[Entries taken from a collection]
◆ ◆ ◆
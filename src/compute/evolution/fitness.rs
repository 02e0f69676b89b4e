//! Scoring trajectories against the commanded task.

use std::collections::BTreeMap;

use serde::{Deserialize, Serialize};

use crate::compute::{
    Robot, SensorId, SimulationError, SimulationRequest, SimulatorBackend, Trajectory,
};
use crate::schema::{Command, CommandSet, EvaluationConfig, Task};

/// Per-step planar displacement above which a run counts as a physics blow-up.
pub const MAX_STEP_DISPLACEMENT: f32 = 0.1;

/// Aggregate fitness above this is treated as a simulator artifact.
pub const FITNESS_CEILING: f32 = 30.0;

/// Score one simulation of `task`.
///
/// * forward: final x
/// * backward: negated final x
/// * stop: negated path length in the ground plane
///
/// Any single step longer than [`MAX_STEP_DISPLACEMENT`] scores 0.
pub fn task_fitness(
    task: Task,
    trajectory: &Trajectory,
    position_sensor: SensorId,
) -> Result<f32, SimulationError> {
    let (xs, ys) = trajectory
        .planar_path(position_sensor)
        .ok_or(SimulationError::NoPositionSensor)?;
    let Some(&final_x) = xs.last() else {
        return Ok(0.0);
    };

    let steps: Vec<f32> = xs
        .windows(2)
        .zip(ys.windows(2))
        .map(|(x, y)| ((x[1] - x[0]).powi(2) + (y[1] - y[0]).powi(2)).sqrt())
        .collect();

    if steps.iter().any(|&d| d > MAX_STEP_DISPLACEMENT) {
        return Ok(0.0);
    }

    Ok(match task {
        Task::Forward => final_x,
        Task::Backward => -final_x,
        Task::Stop => -steps.iter().sum::<f32>(),
    })
}

/// Scores per task, one entry per command, in command order.
pub type TaskScores = BTreeMap<Task, Vec<f32>>;

/// Train and test scores of one individual.
#[derive(Debug, Clone, Default, PartialEq, Serialize, Deserialize)]
pub struct FitnessTable {
    pub train: TaskScores,
    pub test: TaskScores,
}

impl FitnessTable {
    pub fn is_empty(&self) -> bool {
        self.train.is_empty() && self.test.is_empty()
    }

    /// Sum of train scores, plus test scores when `include_test`.
    ///
    /// Non-finite sums and sums above [`FITNESS_CEILING`] collapse to 0.
    pub fn aggregate(&self, include_test: bool) -> f32 {
        let mut total: f32 = self.train.values().flatten().sum();
        if include_test {
            total += self.test.values().flatten().sum::<f32>();
        }
        if !total.is_finite() || total > FITNESS_CEILING {
            0.0
        } else {
            total
        }
    }
}

/// Runs every command through the simulator and scores the results.
pub struct FitnessEvaluator {
    commands: CommandSet,
    evaluation: EvaluationConfig,
    backend: Box<dyn SimulatorBackend>,
}

impl FitnessEvaluator {
    pub fn new(
        commands: CommandSet,
        evaluation: EvaluationConfig,
        backend: Box<dyn SimulatorBackend>,
    ) -> Self {
        Self {
            commands,
            evaluation,
            backend,
        }
    }

    pub fn commands(&self) -> &CommandSet {
        &self.commands
    }

    /// Simulate one command. Failed simulations are logged and score 0.
    pub fn evaluate_command(&self, robot: &Robot, task: Task, command: &Command) -> f32 {
        let blueprint = robot.build(&command.encoding);
        let Some(position_sensor) = blueprint.position_sensor() else {
            log::warn!("{} has no position sensor", robot.morphology.name());
            return 0.0;
        };

        let request = SimulationRequest {
            blueprint,
            eval_time: self.evaluation.eval_time,
            options: self.evaluation.simulator.clone(),
        };

        let result = self
            .backend
            .simulate(&request)
            .and_then(|trajectory| task_fitness(task, &trajectory, position_sensor));

        match result {
            Ok(score) => score,
            Err(e) => {
                log::warn!("Simulation of '{}' ({}) failed: {}", command.label(), task, e);
                0.0
            }
        }
    }

    /// Score `robot` on every train command, and on the test commands when asked.
    pub fn evaluate(&self, robot: &Robot, include_test: bool) -> FitnessTable {
        let score_all = |set: &BTreeMap<Task, Vec<Command>>| -> TaskScores {
            set.iter()
                .map(|(&task, commands)| {
                    let scores = commands
                        .iter()
                        .map(|c| self.evaluate_command(robot, task, c))
                        .collect();
                    (task, scores)
                })
                .collect()
        };

        FitnessTable {
            train: score_all(&self.commands.train),
            test: if include_test {
                score_all(&self.commands.test)
            } else {
                TaskScores::new()
            },
        }
    }
}

#[cfg(test)]
mod tests {
    use super::*;
    use crate::compute::evolution::GenomeRng;
    use crate::compute::Morphology;

    /// Moves the tracked body forward by a fixed amount every step.
    struct Conveyor(f32);

    impl SimulatorBackend for Conveyor {
        fn simulate(&self, request: &SimulationRequest) -> Result<Trajectory, SimulationError> {
            let mut t = Trajectory::for_blueprint(&request.blueprint, request.eval_time);
            for (i, trace) in t.sensors.iter_mut().enumerate() {
                for (c, channel) in trace.iter_mut().enumerate() {
                    for step in 0..request.eval_time {
                        let moving = Some(SensorId(i))
                            == request.blueprint.position_sensor()
                            && c == 0;
                        channel.push(if moving { self.0 * step as f32 } else { 0.0 });
                    }
                }
            }
            Ok(t)
        }
    }

    struct Broken;

    impl SimulatorBackend for Broken {
        fn simulate(&self, _: &SimulationRequest) -> Result<Trajectory, SimulationError> {
            Err(SimulationError::Malformed("nothing".into()))
        }
    }

    fn commands() -> CommandSet {
        let cmd = |w: &str| Command {
            words: vec![w.to_string()],
            encoding: vec![vec![0.1, 0.2]],
        };
        let mut set = CommandSet::default();
        set.train.insert(Task::Forward, vec![cmd("forward")]);
        set.train.insert(Task::Backward, vec![cmd("backward")]);
        set.train.insert(Task::Stop, vec![cmd("stop"), cmd("cease")]);
        set.test.insert(Task::Stop, vec![cmd("halt")]);
        set
    }

    #[test]
    fn test_evaluator_scores_every_command() {
        let eval = EvaluationConfig {
            eval_time: 11,
            ..Default::default()
        };
        let evaluator = FitnessEvaluator::new(commands(), eval, Box::new(Conveyor(0.01)));
        let robot = Robot::random(Morphology::default(), 3, &mut GenomeRng::new(1));

        let table = evaluator.evaluate(&robot, true);
        assert!((table.train[&Task::Forward][0] - 0.1).abs() < 1e-5);
        assert!((table.train[&Task::Backward][0] + 0.1).abs() < 1e-5);
        assert_eq!(table.train[&Task::Stop].len(), 2);
        assert!((table.test[&Task::Stop][0] + 0.1).abs() < 1e-5);

        let train_only = evaluator.evaluate(&robot, false);
        assert!(train_only.test.is_empty());
    }

    #[test]
    fn test_failed_simulation_scores_zero() {
        let evaluator =
            FitnessEvaluator::new(commands(), EvaluationConfig::default(), Box::new(Broken));
        let robot = Robot::random(Morphology::default(), 3, &mut GenomeRng::new(1));
        let table = evaluator.evaluate(&robot, true);
        assert!(table.train.values().flatten().all(|&s| s == 0.0));
        assert_eq!(table.aggregate(true), 0.0);
    }

    fn path(xs: &[f32], ys: &[f32]) -> Trajectory {
        Trajectory {
            sensors: vec![vec![xs.to_vec(), ys.to_vec(), vec![0.0; xs.len()]]],
        }
    }

    const POS: SensorId = SensorId(0);

    #[test]
    fn test_forward_and_backward_use_final_x() {
        let t = path(&[0.0, 0.05, 0.12], &[0.0, 0.0, 0.0]);
        assert!((task_fitness(Task::Forward, &t, POS).unwrap() - 0.12).abs() < 1e-6);
        assert!((task_fitness(Task::Backward, &t, POS).unwrap() + 0.12).abs() < 1e-6);
    }

    #[test]
    fn test_stop_penalizes_path_length() {
        let t = path(&[0.0, 0.03, 0.03], &[0.0, 0.04, 0.0]);
        let f = task_fitness(Task::Stop, &t, POS).unwrap();
        assert!((f + 0.09).abs() < 1e-6);

        let still = path(&[0.2; 5], &[0.1; 5]);
        assert_eq!(task_fitness(Task::Stop, &still, POS).unwrap(), 0.0);
    }

    #[test]
    fn test_large_jump_scores_zero() {
        let t = path(&[0.0, 0.5, 0.6], &[0.0, 0.0, 0.0]);
        for task in [Task::Forward, Task::Backward, Task::Stop] {
            assert_eq!(task_fitness(task, &t, POS).unwrap(), 0.0);
        }
    }

    #[test]
    fn test_empty_trace_scores_zero() {
        let t = path(&[], &[]);
        assert_eq!(task_fitness(Task::Forward, &t, POS).unwrap(), 0.0);
        assert!(task_fitness(Task::Forward, &t, SensorId(3)).is_err());
    }

    #[test]
    fn test_aggregate() {
        let mut table = FitnessTable::default();
        table.train.insert(Task::Forward, vec![1.0]);
        table.train.insert(Task::Stop, vec![-0.5, -0.25]);
        table.test.insert(Task::Stop, vec![-0.25]);

        assert!((table.aggregate(false) - 0.25).abs() < 1e-6);
        assert!(table.aggregate(true).abs() < 1e-6);

        table.train.insert(Task::Backward, vec![40.0]);
        assert_eq!(table.aggregate(false), 0.0);

        table.train.insert(Task::Backward, vec![f32::NAN]);
        assert_eq!(table.aggregate(false), 0.0);
    }
}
◆ ◆ ◆
Make a list of all lines in the data that contain "when".

    /// Sum of train scores, plus test scores when `include_test`.
    /// Score `robot` on every train command, and on the test commands when asked.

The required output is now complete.